July 24, 2007 They may seem deceptively innocuous mixed in with other waterfowl, but bar-headed geese can do with ease what most elite high altitude athletes can’t. Now a UBC zoologist is learning how.
Native to South and Central Asia, bar-headed geese, named for the dark stripes on the backs of their heads, are often bred in captivity as domestic garden birds. In the wild, they migrate annually between India and the Tibetan plateau in China, flying over the world’s highest mountains on their way.
“They fly at altitudes up to 9,000 metres,” says Zoology PhD candidate Graham Scott. “That’s the equivalent of humans running a marathon at the altitudes commercial airlines fly.”
Even at rest, humans struggle to cope with the low oxygen environments at high altitude. Mountaineers train for years before attempting to reach the peak of Mount Everest, where less than a quarter of the oxygen at sea level is available. Even with supplemental oxygen it takes them several weeks to summit. Some members of the highest human settlement -- La Rinconada, a mining village in Peru, at 5,100 metres elevation -- still suffer from lifelong symptoms of mountain sickness including headaches, nausea and sleep disorders.

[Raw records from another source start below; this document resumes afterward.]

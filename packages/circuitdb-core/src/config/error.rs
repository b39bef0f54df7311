//! Configuration error types

use thiserror::Error;

/// Configuration error type
#[derive(Debug, Error)]
pub enum ConfigError {
    /// Range validation error
    #[error("Invalid range for field '{field}': {value} not in {min}..={max}. {hint}")]
    Range {
        field: String,
        value: String,
        min: String,
        max: String,
        hint: String,
    },

    /// Missing version field in YAML
    #[error("Missing 'version' field in configuration file. Add 'version: 1' to the top of your YAML file.")]
    MissingVersion,

    /// Unsupported version
    #[error("Unsupported configuration version {found}. Supported versions: {}", supported.iter().map(|v| v.to_string()).collect::<Vec<_>>().join(", "))]
    UnsupportedVersion { found: u32, supported: Vec<u32> },

    /// Unknown preset name
    #[error("Unknown preset '{0}'. Valid presets: production, debug")]
    UnknownPreset(String),

    /// IO error
    #[error("IO error: {0}")]
    Io(#[from] std::io::Error),

    /// YAML parsing error
    #[error("YAML parsing error: {0}")]
    Yaml(#[from] serde_yaml::Error),
}

/// Configuration result type
pub type ConfigResult<T> = Result<T, ConfigError>;

impl ConfigError {
    /// Create a range error with a hint
    pub fn range_with_hint(
        field: impl Into<String>,
        value: impl ToString,
        min: impl ToString,
        max: impl ToString,
        hint: impl Into<String>,
    ) -> Self {
        Self::Range {
            field: field.into(),
            value: value.to_string(),
            min: min.to_string(),
            max: max.to_string(),
            hint: hint.into(),
        }
    }
}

Scientists have known that the blood of bar-headed geese -- specifically their haemoglobin -- is better at holding onto oxygen than low-altitude birds. “But there’s long been suspicion that something else is contributing to their extraordinary abilities,” says Scott.
By simulating high altitude conditions in the lab, Scott has learned one of the bar-headed goose’s secrets: Unlike humans and many other mammals, which take more frequent breaths to accommodate a lack of oxygen -- think running up stairs -- bar-headed geese take much deeper breaths.
“They take in almost twice as much air per breath as low-altitude birds and thus extract a lot more oxygen,” says Scott. “That, coupled with the ability to carry more oxygen in their blood, allows bar-headed geese to send more oxygen to their flight muscles, fueling the metabolism required to fly.”
The new insight allows scientists to better understand the limitations of human physiology and potentially find ways to exceed them, says Scott.